DATA EXTRACTS ::
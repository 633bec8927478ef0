// =============================================================================
// Market feed — fetch and validate the two-timeframe bar window
// =============================================================================

use std::sync::Arc;

use chrono::Utc;
use tracing::debug;

use crate::errors::DataError;
use crate::exchange::ExchangeApi;
use crate::market_data::{Bar, BarSeries, Timeframe};

/// One cycle's immutable market snapshot.
#[derive(Debug, Clone)]
pub struct MarketSnapshot {
    pub primary: BarSeries,
    pub supporting: BarSeries,
}

/// Fetches OHLCV windows through the exchange façade and turns them into
/// validated [`BarSeries`]. The partial (still-forming) current bar is always
/// dropped so that every downstream computation sees only closed bars.
pub struct MarketFeed {
    exchange: Arc<dyn ExchangeApi>,
    pair: String,
    fetch_limit: usize,
    min_primary_bars: usize,
}

impl MarketFeed {
    pub fn new(
        exchange: Arc<dyn ExchangeApi>,
        pair: impl Into<String>,
        fetch_limit: usize,
        min_primary_bars: usize,
    ) -> Self {
        Self {
            exchange,
            pair: pair.into(),
            fetch_limit,
            min_primary_bars,
        }
    }

    /// Fetch the 15m and 4h windows for the current cycle.
    pub async fn fetch_snapshot(&self) -> Result<MarketSnapshot, DataError> {
        let primary = self.fetch_series(Timeframe::M15).await?;
        if primary.len() < self.min_primary_bars {
            return Err(DataError::InsufficientBars {
                have: primary.len(),
                need: self.min_primary_bars,
            });
        }

        let supporting = self.fetch_series(Timeframe::H4).await?;

        debug!(
            primary_bars = primary.len(),
            supporting_bars = supporting.len(),
            "market snapshot fetched"
        );

        Ok(MarketSnapshot {
            primary,
            supporting,
        })
    }

    async fn fetch_series(&self, timeframe: Timeframe) -> Result<BarSeries, DataError> {
        let mut bars = self
            .exchange
            .get_ohlcv(&self.pair, timeframe, self.fetch_limit)
            .await
            .map_err(|e| DataError::Fetch(e.to_string()))?;

        drop_partial_bar(&mut bars, timeframe);
        BarSeries::new(timeframe, bars)
    }
}

/// Remove the trailing bar when it has not closed yet. Exchanges return the
/// in-progress candle as the last element; trading on it would leak intra-bar
/// state into the features.
pub fn drop_partial_bar(bars: &mut Vec<Bar>, timeframe: Timeframe) {
    let now = Utc::now();
    while let Some(last) = bars.last() {
        if last.close_time(timeframe) > now {
            bars.pop();
        } else {
            break;
        }
    }
}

WHAT IS BEING ASKED :: Extract every line from the one with "BarSeries::new(timeframe, bars)" down to the final line above, both included, exactly as written.

ANSWER TO THIS PROBLEM ::
        BarSeries::new(timeframe, bars)
    }
}

/// Remove the trailing bar when it has not closed yet. Exchanges return the
/// in-progress candle as the last element; trading on it would leak intra-bar
/// state into the features.
pub fn drop_partial_bar(bars: &mut Vec<Bar>, timeframe: Timeframe) {
    let now = Utc::now();
    while let Some(last) = bars.last() {
        if last.close_time(timeframe) > now {
            bars.pop();
        } else {
            break;
        }
    }
}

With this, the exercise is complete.